[TASK TO CARRY OUT] Check each line below for the word "Duration", and copy those that have it.

[SOURCE DATA]
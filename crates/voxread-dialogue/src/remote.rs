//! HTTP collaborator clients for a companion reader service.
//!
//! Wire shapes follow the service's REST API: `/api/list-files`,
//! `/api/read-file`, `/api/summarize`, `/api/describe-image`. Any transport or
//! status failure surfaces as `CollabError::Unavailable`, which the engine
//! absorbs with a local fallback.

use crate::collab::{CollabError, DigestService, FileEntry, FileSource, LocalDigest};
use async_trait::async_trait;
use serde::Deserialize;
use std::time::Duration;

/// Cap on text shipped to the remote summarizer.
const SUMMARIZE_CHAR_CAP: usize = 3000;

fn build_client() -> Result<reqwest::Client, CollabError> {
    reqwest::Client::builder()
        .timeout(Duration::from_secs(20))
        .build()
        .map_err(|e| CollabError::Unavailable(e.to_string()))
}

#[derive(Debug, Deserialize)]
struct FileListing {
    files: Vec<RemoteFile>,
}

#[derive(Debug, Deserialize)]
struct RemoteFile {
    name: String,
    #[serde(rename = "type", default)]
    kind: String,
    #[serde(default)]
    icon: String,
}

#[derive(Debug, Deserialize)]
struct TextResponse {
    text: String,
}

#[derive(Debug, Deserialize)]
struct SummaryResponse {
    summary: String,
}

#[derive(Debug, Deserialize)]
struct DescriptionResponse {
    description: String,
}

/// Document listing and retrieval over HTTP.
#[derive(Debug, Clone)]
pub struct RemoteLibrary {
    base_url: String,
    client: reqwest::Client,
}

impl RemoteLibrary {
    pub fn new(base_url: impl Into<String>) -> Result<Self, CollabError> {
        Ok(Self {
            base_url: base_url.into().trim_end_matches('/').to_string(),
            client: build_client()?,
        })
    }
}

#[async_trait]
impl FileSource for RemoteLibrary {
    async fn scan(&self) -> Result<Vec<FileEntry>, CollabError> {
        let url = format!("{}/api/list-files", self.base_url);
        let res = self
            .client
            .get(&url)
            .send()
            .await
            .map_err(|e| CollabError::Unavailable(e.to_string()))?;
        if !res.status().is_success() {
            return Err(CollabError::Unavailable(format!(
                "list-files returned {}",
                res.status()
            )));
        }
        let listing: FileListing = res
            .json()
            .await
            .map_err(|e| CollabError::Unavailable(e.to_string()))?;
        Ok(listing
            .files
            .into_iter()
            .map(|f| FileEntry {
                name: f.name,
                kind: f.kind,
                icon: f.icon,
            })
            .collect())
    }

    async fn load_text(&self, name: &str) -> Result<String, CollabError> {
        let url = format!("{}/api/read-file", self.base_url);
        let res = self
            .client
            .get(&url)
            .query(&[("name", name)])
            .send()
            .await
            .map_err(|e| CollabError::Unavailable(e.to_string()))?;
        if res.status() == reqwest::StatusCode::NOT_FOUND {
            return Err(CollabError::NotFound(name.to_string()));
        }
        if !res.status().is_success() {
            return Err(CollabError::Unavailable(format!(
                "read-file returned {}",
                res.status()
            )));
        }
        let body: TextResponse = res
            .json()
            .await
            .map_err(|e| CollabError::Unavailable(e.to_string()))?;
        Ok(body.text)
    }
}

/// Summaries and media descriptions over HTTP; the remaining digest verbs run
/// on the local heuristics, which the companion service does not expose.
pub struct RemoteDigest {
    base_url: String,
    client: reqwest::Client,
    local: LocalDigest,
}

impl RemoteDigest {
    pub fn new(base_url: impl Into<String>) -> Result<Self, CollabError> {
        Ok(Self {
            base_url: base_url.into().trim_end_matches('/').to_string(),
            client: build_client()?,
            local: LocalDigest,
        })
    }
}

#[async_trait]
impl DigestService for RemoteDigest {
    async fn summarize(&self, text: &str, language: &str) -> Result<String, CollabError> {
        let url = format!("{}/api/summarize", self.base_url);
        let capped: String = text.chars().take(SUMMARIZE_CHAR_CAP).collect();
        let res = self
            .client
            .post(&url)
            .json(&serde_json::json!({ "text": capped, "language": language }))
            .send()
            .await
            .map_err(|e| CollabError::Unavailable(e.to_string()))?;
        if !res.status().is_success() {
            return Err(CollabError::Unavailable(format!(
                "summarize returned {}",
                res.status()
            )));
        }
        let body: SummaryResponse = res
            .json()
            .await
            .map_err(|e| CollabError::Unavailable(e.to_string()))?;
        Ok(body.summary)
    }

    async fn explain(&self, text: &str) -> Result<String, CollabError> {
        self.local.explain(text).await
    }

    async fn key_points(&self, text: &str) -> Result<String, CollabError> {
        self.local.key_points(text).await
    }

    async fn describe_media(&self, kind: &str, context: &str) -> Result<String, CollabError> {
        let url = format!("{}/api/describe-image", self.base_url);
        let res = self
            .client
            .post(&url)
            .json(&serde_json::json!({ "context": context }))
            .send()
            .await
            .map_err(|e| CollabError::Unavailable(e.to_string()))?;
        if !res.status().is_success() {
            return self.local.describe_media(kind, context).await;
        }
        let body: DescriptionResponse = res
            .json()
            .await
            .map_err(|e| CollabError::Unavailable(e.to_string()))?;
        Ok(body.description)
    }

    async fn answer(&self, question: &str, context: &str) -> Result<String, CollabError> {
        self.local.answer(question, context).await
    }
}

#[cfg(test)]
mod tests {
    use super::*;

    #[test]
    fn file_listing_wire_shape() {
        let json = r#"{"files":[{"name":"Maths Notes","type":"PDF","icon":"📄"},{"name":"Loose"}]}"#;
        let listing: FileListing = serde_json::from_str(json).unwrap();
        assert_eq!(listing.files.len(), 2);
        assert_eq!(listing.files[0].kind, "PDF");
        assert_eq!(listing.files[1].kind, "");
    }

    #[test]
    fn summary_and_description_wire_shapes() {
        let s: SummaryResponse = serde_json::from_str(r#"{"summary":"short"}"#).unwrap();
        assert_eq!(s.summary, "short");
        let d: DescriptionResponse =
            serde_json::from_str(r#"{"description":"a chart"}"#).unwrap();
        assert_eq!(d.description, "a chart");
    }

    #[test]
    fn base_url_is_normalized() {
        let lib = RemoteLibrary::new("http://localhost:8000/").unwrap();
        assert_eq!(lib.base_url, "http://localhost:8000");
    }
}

[RESPONSE BOX]
use std::time::Duration;
        .timeout(Duration::from_secs(20))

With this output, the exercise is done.